Farmers have begun recognizing that even low insect pressure plus low levels of disease in a field reduces soybean yields much more than ever expected.

"Soybeans have a higher genetic yield potential than what we have been seeing at harvest," said Eric Ifft, Bayer CropScience technical sales consultant in central Illinois. "We know that soybeans have at least a genetic yield potential of 154 bushels per acre because that is the world record soybean yield."

Soybean producers have new challenges and options to consider for protecting soybean yields, such as:



  • Soybean aphids appearing yearly rather than every other year in much of the Midwest.
  • Plant diseases becoming more prevalent.
  • Soybean seed costs going up each year, but the yield potential also increasing.
  • More weather extremes causing environmental plant stresses.
  • New chemistry and research resulting in better crop protection.
The practice of applying a fungicide and insecticide at the same time is addressing all five situations in growing soybeans. "The data clearly supports a yield bump that comes with the application of Stratego fungicide and Leverage 2.7 insecticide at the same time," said David Byrum, Bayer CropScience technical sales consultant in central Iowa. "If pest pressure indicates it's time to make an application of Leverage or Stratego, you should consider making an application of both."

Byrum's counterpart, Ifft, notes how the combination of Stratego and Leverage 2.7 reduces stress to the soybean plant. "First is contact insect control, second is systemic insect control, third is systemic disease control, fourth is curative disease control and fifth is what we call 'Stress Shield,' which protects the plant against environmental stresses like drought, heat, saturated soil and other abiotic stresses."

Bayer CropScience has determined that tankmixing the two products together and applying them at the soybean plant's R3 growth stage (beginning of podding), can achieve excellent results year after year.

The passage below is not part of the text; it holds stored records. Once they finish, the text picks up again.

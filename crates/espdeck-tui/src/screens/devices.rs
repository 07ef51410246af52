//! Devices screen: device table with toggle and value nudging.

use std::sync::Arc;

use color_eyre::eyre::Result;
use crossterm::event::{KeyCode, KeyEvent};
use ratatui::Frame;
use ratatui::layout::{Constraint, Layout, Rect};
use ratatui::style::Style;
use ratatui::text::{Line, Span};
use ratatui::widgets::{Block, BorderType, Borders, Cell, Paragraph, Row, Table, TableState};

use espdeck_core::{BridgeStatus, Device};

use crate::action::{Action, Notification};
use crate::component::Component;
use crate::theme;

const BAR_WIDTH: usize = 10;
/// Steps per PageUp/PageDown (or `]`/`[`) nudge.
const COARSE_STEPS: i32 = 10;

pub struct DevicesScreen {
    focused: bool,
    devices: Arc<Vec<Arc<Device>>>,
    status: Option<Arc<BridgeStatus>>,
    loading: bool,
    table_state: TableState,
}

impl DevicesScreen {
    pub fn new() -> Self {
        Self {
            focused: false,
            devices: Arc::new(Vec::new()),
            status: None,
            loading: true,
            table_state: TableState::default().with_selected(Some(0)),
        }
    }

    fn selected_device(&self) -> Option<&Arc<Device>> {
        self.devices.get(self.table_state.selected().unwrap_or(0))
    }

    fn move_selection(&mut self, down: bool) {
        if self.devices.is_empty() {
            return;
        }
        let current = self.table_state.selected().unwrap_or(0);
        let last = self.devices.len() - 1;
        let next = if down {
            (current + 1).min(last)
        } else {
            current.saturating_sub(1)
        };
        self.table_state.select(Some(next));
    }

    /// Keep the cursor on a row that exists after a snapshot swap.
    fn clamp_selection(&mut self) {
        let last = self.devices.len().saturating_sub(1);
        let current = self.table_state.selected().unwrap_or(0);
        self.table_state.select(Some(current.min(last)));
    }

    fn nudge(&self, steps: i32) -> Option<Action> {
        let device = self.selected_device()?;
        if device.active_value().is_none() {
            let reason = if device.status {
                format!("{} has no adjustable value", device.name)
            } else {
                format!("Turn {} on to adjust it", device.name)
            };
            return Some(Action::Notify(Notification::info(reason)));
        }
        Some(Action::SetDeviceValue {
            id: device.id.clone(),
            value: device.nudged_value(steps),
        })
    }

    fn summary_line(&self) -> Line<'static> {
        let active = self.devices.iter().filter(|d| d.status).count();
        let mut spans = vec![
            Span::styled(
                format!("  {active}/{} on", self.devices.len()),
                Style::default().fg(theme::NEON_CYAN),
            ),
        ];
        if let Some(ref s) = self.status {
            spans.extend([
                Span::styled("   signal ", theme::key_hint()),
                Span::styled(
                    format!("{}%", s.signal_percent),
                    Style::default().fg(theme::signal_color(s.signal_percent)),
                ),
                Span::styled("   memory ", theme::key_hint()),
                Span::styled(
                    format!("{}%", s.memory_percent),
                    Style::default().fg(theme::load_color(s.memory_percent)),
                ),
                Span::styled("   up ", theme::key_hint()),
                Span::styled(s.uptime.clone(), Style::default().fg(theme::DIM_WHITE)),
            ]);
        }
        Line::from(spans)
    }

    fn device_row(device: &Device) -> Row<'static> {
        let (state, state_color) = if device.status {
            ("● on", theme::SUCCESS_GREEN)
        } else {
            ("○ off", theme::BORDER_GRAY)
        };
        let value = match device.active_value() {
            Some(v) => {
                let range = device.category.value_range();
                let span = range.end() - range.start();
                let ratio = if span > 0.0 {
                    ((v - range.start()) / span).clamp(0.0, 1.0)
                } else {
                    0.0
                };
                #[allow(
                    clippy::cast_possible_truncation,
                    clippy::cast_sign_loss,
                    clippy::as_conversions
                )]
                let filled = (ratio * BAR_WIDTH as f64).round() as usize;
                format!(
                    "{}{} {}",
                    "█".repeat(filled),
                    "░".repeat(BAR_WIDTH - filled),
                    device.formatted_value().unwrap_or_default()
                )
            }
            None => "─".into(),
        };

        Row::new(vec![
            Cell::from(device.name.clone()),
            Cell::from(device.category.to_string()),
            Cell::from(Span::styled(state, Style::default().fg(state_color))),
            Cell::from(value),
        ])
        .style(theme::table_row())
    }
}

impl Component for DevicesScreen {
    fn handle_key_event(&mut self, key: KeyEvent) -> Result<Option<Action>> {
        match key.code {
            KeyCode::Char('j') | KeyCode::Down => {
                self.move_selection(true);
                Ok(None)
            }
            KeyCode::Char('k') | KeyCode::Up => {
                self.move_selection(false);
                Ok(None)
            }
            KeyCode::Char(' ') | KeyCode::Enter => Ok(self
                .selected_device()
                .map(|d| Action::ToggleDevice(d.id.clone()))),
            KeyCode::Char('+' | '=' | 'l') | KeyCode::Right => Ok(self.nudge(1)),
            KeyCode::Char('-' | 'h') | KeyCode::Left => Ok(self.nudge(-1)),
            KeyCode::Char(']') | KeyCode::PageUp => Ok(self.nudge(COARSE_STEPS)),
            KeyCode::Char('[') | KeyCode::PageDown => Ok(self.nudge(-COARSE_STEPS)),
            _ => Ok(None),
        }
    }

    fn update(&mut self, action: &Action) -> Result<Option<Action>> {
        match action {
            Action::DevicesUpdated(devices) => {
                self.devices = Arc::clone(devices);
                self.clamp_selection();
            }
            Action::StatusUpdated(status) => self.status = Some(Arc::clone(status)),
            Action::LoadingChanged(loading) => self.loading = *loading,
            _ => {}
        }
        Ok(None)
    }

    fn render(&self, frame: &mut Frame, area: Rect) {
        let block = Block::default()
            .title(format!(" Devices ({}) ", self.devices.len()))
            .title_style(theme::title_style())
            .borders(Borders::ALL)
            .border_type(BorderType::Rounded)
            .border_style(if self.focused {
                theme::border_focused()
            } else {
                theme::border_default()
            });
        let inner = block.inner(area);
        frame.render_widget(block, area);

        if self.loading && self.devices.is_empty() {
            let placeholder = Paragraph::new(Line::from(Span::styled(
                "  Loading devices…",
                Style::default().fg(theme::ELECTRIC_YELLOW),
            )));
            frame.render_widget(placeholder, inner);
            return;
        }

        let layout = Layout::vertical([
            Constraint::Length(1), // summary
            Constraint::Length(1), // spacer
            Constraint::Min(1),    // table
            Constraint::Length(1), // hints
        ])
        .split(inner);

        frame.render_widget(Paragraph::new(self.summary_line()), layout[0]);

        if self.devices.is_empty() {
            frame.render_widget(
                Paragraph::new(Span::styled("  No devices reported", theme::key_hint())),
                layout[2],
            );
        } else {
            let header = Row::new(["Name", "Type", "State", "Value"]).style(theme::table_header());
            let rows: Vec<Row> = self.devices.iter().map(|d| Self::device_row(d)).collect();
            let table = Table::new(
                rows,
                [
                    Constraint::Fill(2),
                    Constraint::Length(10),
                    Constraint::Length(7),
                    Constraint::Fill(2),
                ],
            )
            .header(header)
            .row_highlight_style(theme::table_selected())
            .highlight_symbol("▸ ");

            let mut state = self.table_state;
            frame.render_stateful_widget(table, layout[2], &mut state);
        }

        let hints = Line::from(vec![
            Span::styled("  j/k ", theme::key_hint_key()),
            Span::styled("select  ", theme::key_hint()),
            Span::styled("space ", theme::key_hint_key()),
            Span::styled("toggle  ", theme::key_hint()),
            Span::styled("+/- ", theme::key_hint_key()),
            Span::styled("adjust  ", theme::key_hint()),
            Span::styled("[/] ", theme::key_hint_key()),
            Span::styled("by 10", theme::key_hint()),
        ]);
        frame.render_widget(Paragraph::new(hints), layout[3]);
    }

    fn set_focused(&mut self, focused: bool) {
        self.focused = focused;
    }
}

#[cfg(test)]
#[allow(clippy::unwrap_used, clippy::float_cmp)]
mod tests {
    use crossterm::event::KeyModifiers;
    use espdeck_core::DeviceCategory;
    use pretty_assertions::assert_eq;

    use super::*;
    use crate::screens::render_to_lines;

    fn device(
        id: &str,
        name: &str,
        category: DeviceCategory,
        status: bool,
        value: Option<f64>,
    ) -> Arc<Device> {
        Arc::new(Device {
            id: id.into(),
            name: name.into(),
            category,
            status,
            icon: "bulb".into(),
            value,
        })
    }

    fn loaded_screen() -> DevicesScreen {
        let mut screen = DevicesScreen::new();
        let devices = Arc::new(vec![
            device("1", "Living Room Light", DeviceCategory::Lighting, true, Some(75.0)),
            device("2", "Thermostat", DeviceCategory::Climate, false, Some(22.0)),
            device("3", "Front Door", DeviceCategory::Security, true, None),
        ]);
        screen.update(&Action::LoadingChanged(false)).unwrap();
        screen.update(&Action::DevicesUpdated(devices)).unwrap();
        screen
    }

    fn press(screen: &mut DevicesScreen, code: KeyCode) -> Option<Action> {
        screen
            .handle_key_event(KeyEvent::new(code, KeyModifiers::NONE))
            .unwrap()
    }

    #[test]
    fn shows_placeholder_until_first_load() {
        let screen = DevicesScreen::new();
        let lines = render_to_lines(&screen, 60, 6);
        assert!(lines.iter().any(|l| l.contains("Loading devices")));
    }

    #[test]
    fn renders_rows_and_summary() {
        let mut screen = loaded_screen();
        screen
            .update(&Action::StatusUpdated(Arc::new(BridgeStatus {
                connected: true,
                uptime: "01:02:03".into(),
                signal_percent: 72,
                memory_percent: 41,
                ip_address: "192.168.1.50".into(),
                mac_address: "AA:BB".into(),
                firmware_version: "1.0.0".into(),
                network_name: "home".into(),
                broker_address: "mqtt.local".into(),
            })))
            .unwrap();

        let lines = render_to_lines(&screen, 80, 12);
        let text = lines.join("\n");

        assert!(text.contains("2/3 on"), "{text}");
        assert!(text.contains("signal 72%"));
        assert!(text.contains("up 01:02:03"));
        assert!(text.contains("Living Room Light"));
        assert!(text.contains("75%"));
        // Off devices never show their value.
        let thermostat = lines.iter().find(|l| l.contains("Thermostat")).unwrap();
        assert!(!thermostat.contains("22"));
    }

    #[test]
    fn space_toggles_selected_device() {
        let mut screen = loaded_screen();
        press(&mut screen, KeyCode::Down);

        let action = press(&mut screen, KeyCode::Char(' '));
        assert!(matches!(action, Some(Action::ToggleDevice(ref id)) if id == "2"));
    }

    #[test]
    fn plus_and_minus_step_within_range() {
        let mut screen = loaded_screen();

        match press(&mut screen, KeyCode::Char('+')) {
            Some(Action::SetDeviceValue { id, value }) => {
                assert_eq!(id, "1");
                assert_eq!(value, 76.0);
            }
            other => panic!("unexpected {other:?}"),
        }
        match press(&mut screen, KeyCode::Char('-')) {
            Some(Action::SetDeviceValue { value, .. }) => assert_eq!(value, 74.0),
            other => panic!("unexpected {other:?}"),
        }
        match press(&mut screen, KeyCode::PageUp) {
            Some(Action::SetDeviceValue { value, .. }) => assert_eq!(value, 85.0),
            other => panic!("unexpected {other:?}"),
        }
        match press(&mut screen, KeyCode::Char('[')) {
            Some(Action::SetDeviceValue { value, .. }) => assert_eq!(value, 65.0),
            other => panic!("unexpected {other:?}"),
        }
    }

    #[test]
    fn nudging_an_off_device_only_notifies() {
        let mut screen = loaded_screen();
        press(&mut screen, KeyCode::Down);

        let action = press(&mut screen, KeyCode::Char('+'));
        assert!(matches!(action, Some(Action::Notify(_))));
    }

    #[test]
    fn selection_survives_shrinking_snapshot() {
        let mut screen = loaded_screen();
        press(&mut screen, KeyCode::Down);
        press(&mut screen, KeyCode::Down);

        let shorter = Arc::new(vec![device("1", "Only", DeviceCategory::Outlet, false, None)]);
        screen.update(&Action::DevicesUpdated(shorter)).unwrap();

        assert_eq!(screen.selected_device().map(|d| d.id.as_str()), Some("1"));
    }
}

This tankmix and timing was widely introduced to growers in 2009.

Howard White, Westby, Wis., had 185 acres of soybeans aerially treated with Stratego and Leverage 2.7 at the R3 stage in 2009. "The 185 acres averaged 56 bushels per acre, and 45 acres that we didn't spray averaged 43 bushels per acre. There were also two untreated checks in the 185 acres, and those untreated areas yielded 10 bushels per acre less," White said.

White appreciates the guidance of applying the combination at the R3 stage because it controlled both fungal diseases and soybean aphids before they could be noticed nibbling away at yield. The tankmix of products was applied two to three weeks before neighbors started spraying for aphids, and White didn't have an aphid buildup. "Too many people think about having one shot to kill all the aphids with a contact insecticide, and they wait, wait and wait until damage has already been done before they spray," he said.

Another big success occurred with customers of the Cedar County Co-op at Tipton, Iowa, which treated about 3,600 acres with Stratego and Leverage 2.7 in 2009. "Each of our farmers thought they had a yield response," said Phil Petersen, co-op agronomist. "And there wasn't one of them that said it didn't pay."

Petersen said, "We'll probably come close to doubling the acres treated with Stratego and Leverage this year."